Auch im Strafbefehlsverfahren stellt sich die Frage, ob für den nach § 408b StPO im Zusammenhang mit dem Erlass des Strafbefehls beigeordneten Pflichtverteidiger nur eine Gebühr nach Nr. 4302 VV RVG entsteht oder ob der Rechtsanwalt auch nach Teil 4 Abschnitt 1 VV RVG abrechnet mit der Folge, dass Grundgebühr, Verfahrensgebühr und ggf. auch die Nr. 4141 VV RVG entstehen (können). I.d.R. liegt dann etwa folgende Fallgestaltung zugrunde: Der Angeklagte ist im Hauptverhandlungstermin nicht erschienen. Die Staatsanwaltschaft beantragt den Erlass eines Strafbefehls nach § 408b StPO. Der Angeklagte wird zum Erlass des Strafbefehls und zu einer Pflichtverteidigerbestellung angehört, ohne dass ggf. eine Reaktion erfolgt. Das AG erlässt dann den Strafbefehl und bestellt zugleich einen Rechtsanwalt zum Pflichtverteidiger gem. § 408b StPO für das Strafbefehlsverfahren. Der Rechtsanwalt macht dann die Grundgebühr Nr. 4100 VV RVG und die Verfahrensgebühr Nr. 4106 VV RVG geltend.
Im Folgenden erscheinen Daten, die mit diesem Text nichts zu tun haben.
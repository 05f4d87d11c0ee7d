use chrono::{DateTime, Utc};
use serde::{Deserialize, Serialize};
use uuid::Uuid;

/// Seat status in the reservation lifecycle
#[derive(Debug, Clone, Copy, Serialize, Deserialize, PartialEq, Eq)]
#[serde(rename_all = "SCREAMING_SNAKE_CASE")]
pub enum SeatStatus {
    Available,
    Held,
    Booked,
}

/// Target state for a registry transition. Carries the data the new state
/// needs so the store never has to read a clock of its own.
#[derive(Debug, Clone, PartialEq, Eq)]
pub enum SeatState {
    Available,
    Held {
        user_id: String,
        held_at: DateTime<Utc>,
    },
    Booked {
        booking_id: Uuid,
    },
}

impl SeatState {
    pub fn status(&self) -> SeatStatus {
        match self {
            SeatState::Available => SeatStatus::Available,
            SeatState::Held { .. } => SeatStatus::Held,
            SeatState::Booked { .. } => SeatStatus::Booked,
        }
    }
}

/// A single seat for one event instance
#[derive(Debug, Clone, Serialize, Deserialize)]
pub struct Seat {
    pub id: Uuid,
    pub event_id: Uuid,
    pub row: u32,
    pub column: u32,
    /// Price in minor currency units
    pub price: i64,
    pub status: SeatStatus,
    pub held_by: Option<String>,
    pub held_at: Option<DateTime<Utc>>,
    pub booking_id: Option<Uuid>,
}

impl Seat {
    pub fn available(event_id: Uuid, row: u32, column: u32, price: i64) -> Self {
        Self {
            id: Uuid::new_v4(),
            event_id,
            row,
            column,
            price,
            status: SeatStatus::Available,
            held_by: None,
            held_at: None,
            booking_id: None,
        }
    }

    /// Apply a target state. Keeps the invariant that held_by/held_at are
    /// set exactly when the seat is HELD.
    pub fn apply(&mut self, state: SeatState) {
        match state {
            SeatState::Available => {
                self.status = SeatStatus::Available;
                self.held_by = None;
                self.held_at = None;
            }
            SeatState::Held { user_id, held_at } => {
                self.status = SeatStatus::Held;
                self.held_by = Some(user_id);
                self.held_at = Some(held_at);
            }
            SeatState::Booked { booking_id } => {
                self.status = SeatStatus::Booked;
                self.held_by = None;
                self.held_at = None;
                self.booking_id = Some(booking_id);
            }
        }
    }

    pub fn is_held_by(&self, user_id: &str) -> bool {
        self.status == SeatStatus::Held && self.held_by.as_deref() == Some(user_id)
    }
}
Das LG Aurich ((so LG Aurich RVGprofessionell 2009, 189) hat in einer vergleichbaren Konstellation die vom Rechtsanwalt erbrachten Tätigkeiten nur als eine Einzeltätigkeit i.S. des Teil 4 Abschnitt 3 VV RVG angesehen und daher nur eine Einzeltätigkeit nach Nr. 4302 VV RVG, wonach eine Verfahrensgebühr in Höhe von 108,- EUR entsteht, festgesetzt. Die Beiordnung des Pflichtverteidigers sei gem. § 408b StPO ausdrücklich nur für das Strafbefehlsverfahren erfolgt. Zutreffend anders sehen das die mit der Frage befassten OLG (OLG Düsseldorf RVGreport 2008, 351 = StraFo 2008, 441 = JurBüro 2008, 587 = AGS 2008, 343; OLG Köln AGS 2009, 481 = StV 2010, 68 = NStZ-RR 2010, 31; OLG Oldenburg, StraFo 2010, 430 = AGS 2010, 491 = VRR 2011, 39 = RVGreport 2011, 24). Sie gehen davon aus, dass auch der nach § 408b StPO bestellte Pflichtverteidiger „Vollverteidiger" ist, seine Tätigkeit in dem Strafbefehlsverfahren unterliege in­haltlich keinen Beschränkungen. Eine Beschränkung der Verteidigerbefugnisse bestehe wegen der auf das Strafbefehlsverfahren be­schränkten Bestellung lediglich in zeitlicher Hinsicht (OLG Köln, a.a.O.).